Of the 65 funds operating mandatory pensions insurance, 23 beat the year-end inflation rate of 12.9%, while only seven funds managed to exceed the annual inflation rate, which rose to 15.6% in 2015, from 7.8% a year earlier.

The number of insured soared by 4.3m to 26.3m following a massive campaign by the funds to enrol members whose contributions were previously managed by private asset managers and state-owned Vnesheconombank (VEB), including the so-called ‘silent ones’ who were with VEB by default.

The ‘silent ones’ had until the end of the year to switch to a privately managed entity or remain with VEB.

Pensions savings grew by 51.2% year on year to RUB1,707bn (€22.5bn) as a result of earlier savings from new members and the 6% contribution rate that had been frozen in the second half of 2013.

The savings’ share of GDP grew by 0.8 percentage points to 5.9%.
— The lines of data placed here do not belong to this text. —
// Copyright 2026 James Casey
// SPDX-License-Identifier: Apache-2.0

//! Per-method checks against the callback contract.
//!
//! **DDD Context:** Semantic Analysis
//!
//! Each function inspects one aspect of one method and reports at most one
//! diagnostic. The caller decides which checks run: the qualifier check runs
//! for every resolved method, the parameter and return checks only for
//! methods that name a known callback.

use ecow::EcoString;
use tracing::trace;

use super::DiagnosticSink;
use super::contract::{CallbackContract, ContractTable};
use crate::model::{MethodDeclaration, MethodSignature, Qualifier, TypeShape};
use crate::source_analysis::{Diagnostic, DiagnosticCode};

/// WEBSUB_102: every method must be `remote`.
pub(super) fn check_remote_qualifier(method: &MethodDeclaration, sink: &mut dyn DiagnosticSink) {
    if !method.has_qualifier(Qualifier::Remote) {
        sink.report(Diagnostic::new(
            DiagnosticCode::MissingRemoteQualifier,
            method.span,
            Vec::new(),
        ));
    }
}

/// WEBSUB_104: the method name must be one of the callbacks.
///
/// Returns the callback's contract when it is, so the remaining checks can
/// use it.
pub(super) fn check_known_callback<'t>(
    method: &MethodDeclaration,
    contracts: &'t ContractTable,
    sink: &mut dyn DiagnosticSink,
) -> Option<&'t CallbackContract> {
    let contract = contracts.get(&method.name);
    if contract.is_none() {
        sink.report(Diagnostic::new(
            DiagnosticCode::UnknownMethod,
            method.span,
            vec![method.name.clone()],
        ));
    }
    contract
}

/// WEBSUB_105 / WEBSUB_106: the parameter list must match the callback.
pub(super) fn check_parameters(
    method: &MethodDeclaration,
    signature: &MethodSignature,
    contract: &CallbackContract,
    sink: &mut dyn DiagnosticSink,
) {
    if signature.params.is_empty() {
        if !contract.parameter_types.is_empty() {
            sink.report(Diagnostic::new(
                DiagnosticCode::MissingParameter,
                method.span,
                vec![
                    method.name.clone(),
                    contract.parameter_types.concat().into(),
                ],
            ));
        }
        return;
    }

    let rejected: Vec<EcoString> = signature
        .params
        .iter()
        .map(parameter_type_name)
        .filter(|name| !contract.accepts_parameter(name))
        .collect();
    if !rejected.is_empty() {
        sink.report(Diagnostic::new(
            DiagnosticCode::InvalidParameterType,
            method.span,
            vec![rejected.join(",").into(), method.name.clone()],
        ));
    }
}

/// The name a parameter type is matched by: qualified where the shape has a
/// qualified name, its description otherwise.
fn parameter_type_name(ty: &TypeShape) -> EcoString {
    match ty {
        TypeShape::Reference { .. } => ty.qualified_name().unwrap_or_default(),
        _ => ty.description(),
    }
}

/// WEBSUB_107 / WEBSUB_108: the return type must be one of the callback's
/// alternatives, or omitted/nil where the callback allows it.
pub(super) fn check_return_type(
    method: &MethodDeclaration,
    signature: &MethodSignature,
    contract: &CallbackContract,
    sink: &mut dyn DiagnosticSink,
) {
    let missing = || {
        Diagnostic::new(
            DiagnosticCode::MissingReturnType,
            method.span,
            vec![method.name.clone(), contract.return_types_display().into()],
        )
    };

    let Some(return_type) = &signature.return_type else {
        if !contract.nil_return_allowed {
            sink.report(missing());
        }
        return;
    };

    if return_type.is_nil() && !contract.nil_return_allowed {
        sink.report(missing());
        return;
    }

    if is_return_type_rejected(return_type, contract) {
        sink.report(Diagnostic::new(
            DiagnosticCode::InvalidReturnType,
            method.span,
            vec![return_type.description(), method.name.clone()],
        ));
    }
}

/// Whether `ty` falls outside the callback's return alternatives.
///
/// A union is rejected as soon as any member is rejected, so nested unions
/// behave as if flattened.
fn is_return_type_rejected(ty: &TypeShape, contract: &CallbackContract) -> bool {
    let rejected = match ty {
        TypeShape::Union { members } => members
            .iter()
            .any(|member| is_return_type_rejected(member, contract)),
        TypeShape::Reference { .. } | TypeShape::Error { .. } => ty
            .qualified_name()
            .is_none_or(|name| !contract.accepts_return(&name)),
        TypeShape::Nil => !contract.nil_return_allowed,
        TypeShape::Other { .. } => true,
    };
    if rejected {
        trace!(ty = %ty, callback = contract.name, "return type rejected");
    }
    rejected
}
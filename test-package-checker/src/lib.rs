// Copyright 2026 James Casey
// SPDX-License-Identifier: Apache-2.0

//! Snapshot tests for the WebSub subscriber service checker.
//!
//! Tests are organized in the `cases/` directory, with each subdirectory
//! holding one `unit.websub.json`. The build script generates a test
//! function per directory; each test snapshots the diagnostics the checker
//! reports for that unit.
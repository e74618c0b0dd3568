// Copyright 2026 James Casey
// SPDX-License-Identifier: Apache-2.0

//! Service and method declarations as seen by the checker.

use std::fmt;

use ecow::EcoString;
use serde::{Deserialize, Serialize};

use super::TypeShape;
use crate::source_analysis::Span;

/// A qualifier keyword on a method declaration.
#[derive(Debug, Clone, Copy, PartialEq, Eq, Hash, Serialize, Deserialize)]
#[serde(rename_all = "lowercase")]
pub enum Qualifier {
    Remote,
    Resource,
    Isolated,
    Public,
    Private,
    Transactional,
}

impl Qualifier {
    #[must_use]
    pub const fn as_str(self) -> &'static str {
        match self {
            Self::Remote => "remote",
            Self::Resource => "resource",
            Self::Isolated => "isolated",
            Self::Public => "public",
            Self::Private => "private",
            Self::Transactional => "transactional",
        }
    }
}

impl fmt::Display for Qualifier {
    fn fmt(&self, f: &mut fmt::Formatter<'_>) -> fmt::Result {
        f.write_str(self.as_str())
    }
}

/// An annotation attached to a service declaration.
#[derive(Debug, Clone, PartialEq, Eq, Serialize, Deserialize)]
pub struct Annotation {
    /// `None` when the host could not resolve the annotation's name.
    #[serde(default)]
    pub name: Option<EcoString>,
    /// Module the annotation was imported from. Not consulted when matching.
    #[serde(default)]
    pub module: Option<EcoString>,
}

impl Annotation {
    #[must_use]
    pub fn named(name: &str) -> Self {
        Self {
            name: Some(name.into()),
            module: None,
        }
    }
}

/// The resolved signature of a method, as computed by the host's type checker.
#[derive(Debug, Clone, PartialEq, Eq, Default, Serialize, Deserialize)]
#[serde(rename_all = "camelCase")]
pub struct MethodSignature {
    #[serde(default)]
    pub params: Vec<TypeShape>,
    /// `None` when the method declares no return type.
    #[serde(default)]
    pub return_type: Option<TypeShape>,
}

impl MethodSignature {
    #[must_use]
    pub fn new(params: Vec<TypeShape>, return_type: Option<TypeShape>) -> Self {
        Self {
            params,
            return_type,
        }
    }
}

/// A method declared inside a service body.
#[derive(Debug, Clone, PartialEq, Eq, Serialize, Deserialize)]
pub struct MethodDeclaration {
    pub name: EcoString,
    #[serde(default)]
    pub qualifiers: Vec<Qualifier>,
    pub span: Span,
    /// Signature resolved by the host, when it was able to resolve one.
    #[serde(default)]
    pub signature: Option<MethodSignature>,
}

impl MethodDeclaration {
    #[must_use]
    pub fn new(name: &str, span: Span) -> Self {
        Self {
            name: name.into(),
            qualifiers: Vec::new(),
            span,
            signature: None,
        }
    }

    #[must_use]
    pub fn with_qualifier(mut self, qualifier: Qualifier) -> Self {
        if !self.qualifiers.contains(&qualifier) {
            self.qualifiers.push(qualifier);
        }
        self
    }

    #[must_use]
    pub fn with_signature(mut self, signature: MethodSignature) -> Self {
        self.signature = Some(signature);
        self
    }

    #[must_use]
    pub fn has_qualifier(&self, qualifier: Qualifier) -> bool {
        self.qualifiers.contains(&qualifier)
    }
}

/// A `service` declaration attached to a subscriber listener.
#[derive(Debug, Clone, PartialEq, Eq, Serialize, Deserialize)]
pub struct ServiceDeclaration {
    pub span: Span,
    #[serde(default)]
    pub annotations: Vec<Annotation>,
    #[serde(default)]
    pub methods: Vec<MethodDeclaration>,
}

impl ServiceDeclaration {
    #[must_use]
    pub fn new(span: Span) -> Self {
        Self {
            span,
            annotations: Vec::new(),
            methods: Vec::new(),
        }
    }

    #[must_use]
    pub fn with_annotation(mut self, annotation: Annotation) -> Self {
        self.annotations.push(annotation);
        self
    }

    #[must_use]
    pub fn with_method(mut self, method: MethodDeclaration) -> Self {
        self.methods.push(method);
        self
    }
}
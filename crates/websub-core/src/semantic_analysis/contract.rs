// Copyright 2026 James Casey
// SPDX-License-Identifier: Apache-2.0

//! The subscriber callback contract.
//!
//! **DDD Context:** Semantic Analysis
//!
//! A subscriber service may declare exactly three callbacks. Each accepts one
//! parameter type and returns one of a fixed set of types. The table is built
//! once per process and never changes afterwards.

use std::collections::HashMap;
use std::sync::LazyLock;

/// Module prefix every contract type is qualified with.
pub const MODULE_PREFIX: &str = "websub";

/// Name of the annotation a subscriber service must carry.
pub const SERVICE_ANNOTATION: &str = "SubscriberServiceConfig";

pub const ON_SUBSCRIPTION_VERIFICATION: &str = "onSubscriptionVerification";
pub const ON_SUBSCRIPTION_VALIDATION_DENIED: &str = "onSubscriptionValidationDenied";
pub const ON_EVENT_NOTIFICATION: &str = "onEventNotification";

pub const SUBSCRIPTION_VERIFICATION: &str = "websub:SubscriptionVerification";
pub const SUBSCRIPTION_VERIFICATION_SUCCESS: &str = "websub:SubscriptionVerificationSuccess";
pub const SUBSCRIPTION_VERIFICATION_ERROR: &str = "websub:SubscriptionVerificationError";
pub const SUBSCRIPTION_DENIED_ERROR: &str = "websub:SubscriptionDeniedError";
pub const CONTENT_DISTRIBUTION_MESSAGE: &str = "websub:ContentDistributionMessage";
pub const ACKNOWLEDGEMENT: &str = "websub:Acknowledgement";
pub const SUBSCRIPTION_DELETED_ERROR: &str = "websub:SubscriptionDeletedError";

/// The rule for one callback.
#[derive(Debug, Clone, PartialEq, Eq)]
pub struct CallbackContract {
    pub name: &'static str,
    /// Qualified parameter types the callback may declare.
    pub parameter_types: &'static [&'static str],
    /// Qualified return types the callback may declare, in display order.
    pub return_types: &'static [&'static str],
    /// Whether the callback may omit its return type or return `()`.
    pub nil_return_allowed: bool,
}

impl CallbackContract {
    #[must_use]
    pub fn accepts_parameter(&self, qualified_name: &str) -> bool {
        self.parameter_types.contains(&qualified_name)
    }

    #[must_use]
    pub fn accepts_return(&self, qualified_name: &str) -> bool {
        self.return_types.contains(&qualified_name)
    }

    /// Return alternatives as printed in diagnostics: `A|B`.
    #[must_use]
    pub fn return_types_display(&self) -> String {
        self.return_types.join("|")
    }
}

/// Callback name → contract.
#[derive(Debug)]
pub struct ContractTable {
    callbacks: Vec<CallbackContract>,
    by_name: HashMap<&'static str, usize>,
}

static WEBSUB_CONTRACT: LazyLock<ContractTable> = LazyLock::new(ContractTable::build);

impl ContractTable {
    /// The process-wide subscriber contract.
    #[must_use]
    pub fn websub() -> &'static Self {
        &WEBSUB_CONTRACT
    }

    fn build() -> Self {
        let callbacks = vec![
            CallbackContract {
                name: ON_SUBSCRIPTION_VERIFICATION,
                parameter_types: &[SUBSCRIPTION_VERIFICATION],
                return_types: &[
                    SUBSCRIPTION_VERIFICATION_SUCCESS,
                    SUBSCRIPTION_VERIFICATION_ERROR,
                ],
                nil_return_allowed: false,
            },
            CallbackContract {
                name: ON_SUBSCRIPTION_VALIDATION_DENIED,
                parameter_types: &[SUBSCRIPTION_DENIED_ERROR],
                return_types: &[ACKNOWLEDGEMENT],
                nil_return_allowed: true,
            },
            CallbackContract {
                name: ON_EVENT_NOTIFICATION,
                parameter_types: &[CONTENT_DISTRIBUTION_MESSAGE],
                return_types: &[ACKNOWLEDGEMENT, SUBSCRIPTION_DELETED_ERROR],
                nil_return_allowed: true,
            },
        ];
        let by_name = callbacks
            .iter()
            .enumerate()
            .map(|(index, callback)| (callback.name, index))
            .collect();
        Self { callbacks, by_name }
    }

    /// Looks up a callback by its exact (case-sensitive) name.
    #[must_use]
    pub fn get(&self, name: &str) -> Option<&CallbackContract> {
        self.by_name.get(name).map(|&index| &self.callbacks[index])
    }

    #[must_use]
    pub fn contains(&self, name: &str) -> bool {
        self.by_name.contains_key(name)
    }

    /// Callbacks in declaration order.
    pub fn iter(&self) -> impl Iterator<Item = &CallbackContract> {
        self.callbacks.iter()
    }
}
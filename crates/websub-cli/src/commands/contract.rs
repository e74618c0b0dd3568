// Copyright 2026 James Casey
// SPDX-License-Identifier: Apache-2.0

//! `websub-check contract`: print the subscriber callback contract.

use std::io::{self, Write};

use miette::{IntoDiagnostic, Result};
use websub_core::semantic_analysis::ContractTable;

/// Print the contract table to stdout.
pub fn run_contract() -> Result<()> {
    write_contract(ContractTable::websub(), &mut io::stdout().lock()).into_diagnostic()
}

/// Write one block per callback: its parameter and return alternatives.
pub fn write_contract(table: &ContractTable, out: &mut dyn Write) -> io::Result<()> {
    for callback in table.iter() {
        writeln!(out, "{}", callback.name)?;
        writeln!(out, "  parameter: {}", callback.parameter_types.join(" | "))?;
        let nil = if callback.nil_return_allowed {
            " (may be omitted)"
        } else {
            ""
        };
        writeln!(out, "  returns:   {}{nil}", callback.return_types_display())?;
    }
    Ok(())
}
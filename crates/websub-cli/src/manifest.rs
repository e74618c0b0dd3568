// Copyright 2026 James Casey
// SPDX-License-Identifier: Apache-2.0

//! Project configuration.
//!
//! **DDD Context:** Configuration
//!
//! Parses an optional `websub.toml` at the root of the checked tree:
//!
//! ```toml
//! [check]
//! format = "json"
//! warn = ["WEBSUB_109"]
//! deny_warnings = true
//! exclude = ["fixtures"]
//! ```

use std::fs;

use camino::Utf8Path;
use serde::Deserialize;
use tracing::debug;

use websub_core::source_analysis::DiagnosticCode;

use crate::commands::check::OutputFormat;
use crate::error::CheckError;

/// File name looked up next to the checked path.
pub const CONFIG_FILE: &str = "websub.toml";

/// The top-level structure of `websub.toml`.
#[derive(Debug, Default, Deserialize)]
#[serde(deny_unknown_fields)]
pub struct Manifest {
    #[serde(default)]
    pub check: CheckConfig,
}

/// The `[check]` section.
#[derive(Debug, Default, Clone, PartialEq, Eq, Deserialize)]
#[serde(deny_unknown_fields)]
pub struct CheckConfig {
    /// Default output format; the `--format` flag takes precedence.
    #[serde(default)]
    pub format: Option<OutputFormat>,
    /// Codes reported as warnings instead of errors.
    #[serde(default)]
    pub warn: Vec<DiagnosticCode>,
    /// Fail the run on warnings as well as errors.
    #[serde(default)]
    pub deny_warnings: bool,
    /// Directory names skipped while searching for unit files.
    #[serde(default)]
    pub exclude: Vec<String>,
}

/// Parse a `websub.toml` file.
pub fn parse_manifest(path: &Utf8Path) -> Result<CheckConfig, CheckError> {
    let content = fs::read_to_string(path).map_err(|source| CheckError::Read {
        path: path.to_owned(),
        source,
    })?;
    let manifest: Manifest = toml::from_str(&content).map_err(|source| CheckError::Config {
        path: path.to_owned(),
        source,
    })?;
    Ok(manifest.check)
}

/// Look for `websub.toml` in `root` and parse it if found.
///
/// Returns the default configuration when there is no file.
pub fn find_config(root: &Utf8Path) -> Result<CheckConfig, CheckError> {
    let config_path = root.join(CONFIG_FILE);
    if config_path.is_file() {
        debug!(path = %config_path, "loading configuration");
        parse_manifest(&config_path)
    } else {
        Ok(CheckConfig::default())
    }
}
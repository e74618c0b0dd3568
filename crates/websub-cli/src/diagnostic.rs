// Copyright 2026 James Casey
// SPDX-License-Identifier: Apache-2.0

//! Rich diagnostic rendering using miette.
//!
//! Converts websub-core diagnostics into miette reports with the checker's
//! code (`WEBSUB_1xx`), the fix hint, and source context when the checked
//! source file is available.

use std::fmt;

use miette::{LabeledSpan, NamedSource, SourceCode, SourceSpan};
use websub_core::source_analysis::{Diagnostic as CoreDiagnostic, DiagnosticCode, Severity};

/// A checker finding ready to be rendered.
#[derive(Debug, thiserror::Error)]
#[error("{message}")]
pub struct CheckDiagnostic {
    pub code: DiagnosticCode,
    pub severity: Severity,
    pub message: String,
    pub hint: Option<String>,
    /// Source text, when the unit's source file could be read.
    pub src: Option<NamedSource<String>>,
    pub span: SourceSpan,
}

impl CheckDiagnostic {
    /// Create a renderable diagnostic from a core diagnostic.
    ///
    /// The span is clamped to `source` so that a stale unit file cannot point
    /// past the end of the text.
    pub fn from_core_diagnostic(
        diagnostic: &CoreDiagnostic,
        source_path: &str,
        source: Option<&str>,
    ) -> Self {
        let span = match source {
            Some(text) => diagnostic.span.clamp_to(text.len()),
            None => diagnostic.span,
        };
        Self {
            code: diagnostic.code,
            severity: diagnostic.severity,
            message: diagnostic.message.to_string(),
            hint: diagnostic.hint.as_ref().map(ToString::to_string),
            src: source.map(|text| NamedSource::new(source_path, text.to_string())),
            span: span.into(),
        }
    }

    fn label(&self) -> &'static str {
        match self.severity {
            Severity::Error => "error here",
            Severity::Warning => "warning here",
        }
    }
}

impl miette::Diagnostic for CheckDiagnostic {
    fn code<'a>(&'a self) -> Option<Box<dyn fmt::Display + 'a>> {
        Some(Box::new(self.code))
    }

    fn severity(&self) -> Option<miette::Severity> {
        Some(match self.severity {
            Severity::Error => miette::Severity::Error,
            Severity::Warning => miette::Severity::Warning,
        })
    }

    fn help<'a>(&'a self) -> Option<Box<dyn fmt::Display + 'a>> {
        self.hint
            .as_ref()
            .map(|hint| Box::new(hint) as Box<dyn fmt::Display + 'a>)
    }

    fn source_code(&self) -> Option<&dyn SourceCode> {
        self.src.as_ref().map(|src| src as &dyn SourceCode)
    }

    fn labels(&self) -> Option<Box<dyn Iterator<Item = LabeledSpan> + '_>> {
        self.src.as_ref()?;
        Some(Box::new(std::iter::once(LabeledSpan::new_with_span(
            Some(self.label().to_string()),
            self.span,
        ))))
    }
}
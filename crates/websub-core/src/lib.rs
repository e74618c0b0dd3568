// Copyright 2026 James Casey
// SPDX-License-Identifier: Apache-2.0

//! Static conformance checks for WebSub subscriber services.
//!
//! This crate contains the checker core:
//! - The host model (service declarations, listener constructions, type shapes)
//! - The subscriber callback contract
//! - Semantic checks that report [`Diagnostic`](source_analysis::Diagnostic)s
//!
//! The checker does not parse source code. A host front end resolves the
//! declaration and hands over a read-only [`model`] view; every violation
//! found is reported, none is fatal.
//!
//! ```
//! use websub_core::model::{
//!     Annotation, MethodDeclaration, MethodSignature, Qualifier, ServiceDeclaration, TypeShape,
//! };
//! use websub_core::semantic_analysis::validate_service;
//! use websub_core::source_analysis::Span;
//!
//! let service = ServiceDeclaration::new(Span::new(0, 200))
//!     .with_annotation(Annotation::named("SubscriberServiceConfig"))
//!     .with_method(
//!         MethodDeclaration::new("onEventNotification", Span::new(40, 180))
//!             .with_qualifier(Qualifier::Remote)
//!             .with_signature(MethodSignature::new(
//!                 vec![TypeShape::reference("websub", "ContentDistributionMessage")],
//!                 None,
//!             )),
//!     );
//! assert!(validate_service(&service, &[]).is_empty());
//! ```

pub mod error;
pub mod model;
pub mod semantic_analysis;
pub mod source_analysis;
// Copyright 2026 James Casey
// SPDX-License-Identifier: Apache-2.0

//! A compilation unit: everything the host extracted from one source file.

use ecow::EcoString;
use serde::{Deserialize, Serialize};
use tracing::debug;

use super::{ListenerConstruction, ServiceDeclaration};
use crate::semantic_analysis::{EmbeddedSignatures, validate};
use crate::source_analysis::Diagnostic;

/// Listener constructions and subscriber services found in one source file.
#[derive(Debug, Clone, PartialEq, Eq, Default, Serialize, Deserialize)]
pub struct CompilationUnit {
    /// Path of the source file, relative to the unit file, when known.
    #[serde(default)]
    pub source: Option<EcoString>,
    #[serde(default)]
    pub listeners: Vec<ListenerConstruction>,
    #[serde(default)]
    pub services: Vec<ServiceDeclaration>,
}

impl CompilationUnit {
    /// Checks every service against the unit's listener constructions, using
    /// the signatures embedded in each method.
    ///
    /// Listener constructions are inspected once per service, mirroring a host
    /// that runs the full check for each service it visits.
    #[must_use]
    pub fn check(&self) -> Vec<Diagnostic> {
        let mut diagnostics = Vec::new();
        for service in &self.services {
            validate(service, &self.listeners, &EmbeddedSignatures, &mut diagnostics);
        }
        debug!(
            services = self.services.len(),
            diagnostics = diagnostics.len(),
            "checked compilation unit"
        );
        diagnostics
    }
}
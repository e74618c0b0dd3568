// Copyright 2026 James Casey
// SPDX-License-Identifier: Apache-2.0

//! Generates one snapshot test per directory under `cases/`.

use std::fmt::Write as _;
use std::path::Path;
use std::{env, fs};

fn main() {
    let manifest_dir = env::var("CARGO_MANIFEST_DIR").expect("CARGO_MANIFEST_DIR not set");
    let out_dir = env::var("OUT_DIR").expect("OUT_DIR not set");
    let cases_dir = Path::new(&manifest_dir).join("cases");
    println!("cargo:rerun-if-changed={}", cases_dir.display());

    let mut cases: Vec<String> = fs::read_dir(&cases_dir)
        .expect("failed to read cases/")
        .filter_map(Result::ok)
        .filter(|entry| entry.path().join("unit.websub.json").is_file())
        .filter_map(|entry| entry.file_name().into_string().ok())
        .collect();
    cases.sort();

    let mut generated = String::new();
    for case in &cases {
        println!(
            "cargo:rerun-if-changed={}",
            cases_dir.join(case).join("unit.websub.json").display()
        );
        writeln!(
            generated,
            "#[test]\nfn {case}() {{\n    check_snapshot(\"{case}\");\n}}\n"
        )
        .expect("writing to a String cannot fail");
    }

    fs::write(Path::new(&out_dir).join("generated_tests.rs"), generated)
        .expect("failed to write generated_tests.rs");
}
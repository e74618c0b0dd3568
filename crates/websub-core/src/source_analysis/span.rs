// Copyright 2026 James Casey
// SPDX-License-Identifier: Apache-2.0

//! Source location tracking.
//!
//! The host front end attaches a `Span` to every service, method and listener
//! construction it hands to the checker. Diagnostics point back at these spans.

use serde::{Deserialize, Serialize};

/// A byte offset range into the host's source file.
///
/// # Examples
///
/// ```
/// use websub_core::source_analysis::Span;
///
/// let span = Span::new(4, 20);
/// assert_eq!(span.len(), 16);
/// assert_eq!(Span::new(20, 4), span);
/// ```
#[derive(Debug, Clone, Copy, PartialEq, Eq, Hash, Default, Serialize, Deserialize)]
#[serde(from = "RawSpan")]
pub struct Span {
    start: u32,
    end: u32,
}

/// Wire form of a span; routed through [`Span::new`] so decoded spans are ordered.
#[derive(Deserialize)]
struct RawSpan {
    start: u32,
    end: u32,
}

impl From<RawSpan> for Span {
    fn from(raw: RawSpan) -> Self {
        Self::new(raw.start, raw.end)
    }
}

impl Span {
    /// Creates a span from start and end byte offsets.
    ///
    /// An inverted range is normalised so that `start <= end` always holds.
    #[must_use]
    pub const fn new(start: u32, end: u32) -> Self {
        if start <= end {
            Self { start, end }
        } else {
            Self {
                start: end,
                end: start,
            }
        }
    }

    #[must_use]
    pub const fn start(self) -> u32 {
        self.start
    }

    /// Exclusive end offset.
    #[must_use]
    pub const fn end(self) -> u32 {
        self.end
    }

    #[must_use]
    pub const fn len(self) -> u32 {
        self.end - self.start
    }

    #[must_use]
    pub const fn is_empty(self) -> bool {
        self.start == self.end
    }

    /// Clamps the span to a source of `len` bytes.
    ///
    /// Host-supplied spans are not trusted to fit the source text the driver
    /// reads back for rendering.
    #[must_use]
    pub fn clamp_to(self, len: usize) -> Self {
        let len = u32::try_from(len).unwrap_or(u32::MAX);
        Self::new(self.start.min(len), self.end.min(len))
    }
}

impl From<Span> for miette::SourceSpan {
    fn from(span: Span) -> Self {
        (span.start as usize, span.len() as usize).into()
    }
}

#[cfg(test)]
mod tests {
    use super::*;

    #[test]
    fn inverted_range_is_normalised() {
        let span = Span::new(15, 5);
        assert_eq!(span.start(), 5);
        assert_eq!(span.end(), 15);
    }

    #[test]
    fn clamp_to_shorter_source() {
        let span = Span::new(8, 40).clamp_to(12);
        assert_eq!(span, Span::new(8, 12));

        let past_end = Span::new(30, 40).clamp_to(12);
        assert!(past_end.is_empty());
        assert_eq!(past_end.start(), 12);
    }

    #[test]
    fn converts_to_miette_span() {
        let source_span: miette::SourceSpan = Span::new(3, 9).into();
        assert_eq!(source_span.offset(), 3);
        assert_eq!(source_span.len(), 6);
    }

    #[test]
    fn deserializes_from_object() {
        let span: Span = serde_json::from_str(r#"{"start": 2, "end": 7}"#).unwrap();
        assert_eq!(span, Span::new(2, 7));

        let inverted: Span = serde_json::from_str(r#"{"start": 7, "end": 2}"#).unwrap();
        assert_eq!(inverted.len(), 5);
    }
}
// Copyright 2026 James Casey
// SPDX-License-Identifier: Apache-2.0

//! Service-level checks: the marker annotation and the mandatory callback.

use super::DiagnosticSink;
use super::contract::{ON_EVENT_NOTIFICATION, SERVICE_ANNOTATION};
use crate::model::ServiceDeclaration;
use crate::source_analysis::{Diagnostic, DiagnosticCode};

/// WEBSUB_101: the service must carry `SubscriberServiceConfig`.
///
/// Matched on the bare annotation name; the module it came from is ignored.
pub(super) fn check_service_annotation(
    service: &ServiceDeclaration,
    sink: &mut dyn DiagnosticSink,
) {
    let annotated = service
        .annotations
        .iter()
        .any(|annotation| annotation.name.as_deref().unwrap_or("") == SERVICE_ANNOTATION);
    if !annotated {
        sink.report(Diagnostic::new(
            DiagnosticCode::MissingServiceAnnotation,
            service.span,
            Vec::new(),
        ));
    }
}

/// WEBSUB_103: the service must declare `onEventNotification`.
///
/// Unlike the callback-name check, this lookup ignores case, so a service
/// whose only notification handler is misspelled in case gets the unknown
/// method diagnostic but not this one.
pub(super) fn check_event_notification_present(
    service: &ServiceDeclaration,
    sink: &mut dyn DiagnosticSink,
) {
    let present = service
        .methods
        .iter()
        .any(|method| method.name.eq_ignore_ascii_case(ON_EVENT_NOTIFICATION));
    if !present {
        sink.report(Diagnostic::new(
            DiagnosticCode::MissingEventNotification,
            service.span,
            Vec::new(),
        ));
    }
}
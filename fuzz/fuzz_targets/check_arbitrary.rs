// Copyright 2026 James Casey
// SPDX-License-Identifier: Apache-2.0

//! Fuzz target for checker crash safety testing.
//!
//! This target decodes arbitrary bytes as a compilation unit and, when they
//! decode, runs every check over it. Neither step may panic.
//!
//! # Success Criteria
//!
//! - Decoding never panics, whatever the input
//! - `check()` never panics on any decodable unit (inverted spans, empty
//!   names, deeply nested unions)
//! - Every diagnostic carries a rendered, non-empty message
//!
//! # Corpus Seeding
//!
//! Seed `fuzz/corpus/check_arbitrary/` with the `unit.websub.json` files
//! from `test-package-checker/cases/`.

#![no_main]

use libfuzzer_sys::fuzz_target;
use websub_core::model::CompilationUnit;

fuzz_target!(|data: &[u8]| {
    // Invalid JSON is a driver concern, reported before checking
    if let Ok(unit) = serde_json::from_slice::<CompilationUnit>(data) {
        for diagnostic in unit.check() {
            assert!(!diagnostic.message.is_empty());
        }
    }
});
The additional savings started flowing into the NPF system in the second quarter of 2015 but only to those funds – 33 by the end of the year – that had converted to joint-stock status and been accepted as members of the Deposit Insurance Agency (DIA) guarantee scheme.

Broader investment limits, including infrastructure, alongside lower limits on investments in bank deposits and long-term securities issued by financial institutions, resulted in a marked shift in asset allocation.

The share of corporate bonds grew by 8 percentage points to 46% of the aggregate portfolio, and that of stocks by 6 percentage points to 13%, while the share of bank deposits fell by 12 percentage points to 19%.

The rate of savings growth will not continue into 2016 because of the continuing moratorium, initiated in 2014, on the inflow of the 6% second-pillar contribution, which is instead being diverted into the first pillar to pay existing pensions.

Reportedly the moratorium may be extended into 2017.

Meanwhile, the Russian press is increasingly reporting a planned overhaul for the system, including the possibility of making the second pillar voluntary, alongside introducing mandatory corporate pensions provision.

The National Association of Non-State Pension Funds (NAPF), the first Russian pension fund body to obtain self-regulatory organisation status, submitted its proposals for overhauling the pensions system next year, including the introduction of mandatory corporate pensions programmes, as well as converting existing voluntary company schemes into compulsory structures.

The NAPF has proposed that the new programmes be phased in over 5-10 years, starting with companies with more than 1,000 employees.

While finance minister Anton Siluanov has said additional pensions provisions should be extended to banks and insurance companies, the NAPF believes management of the new programmes should be restricted to NPFs and guaranteed under the DIA scheme.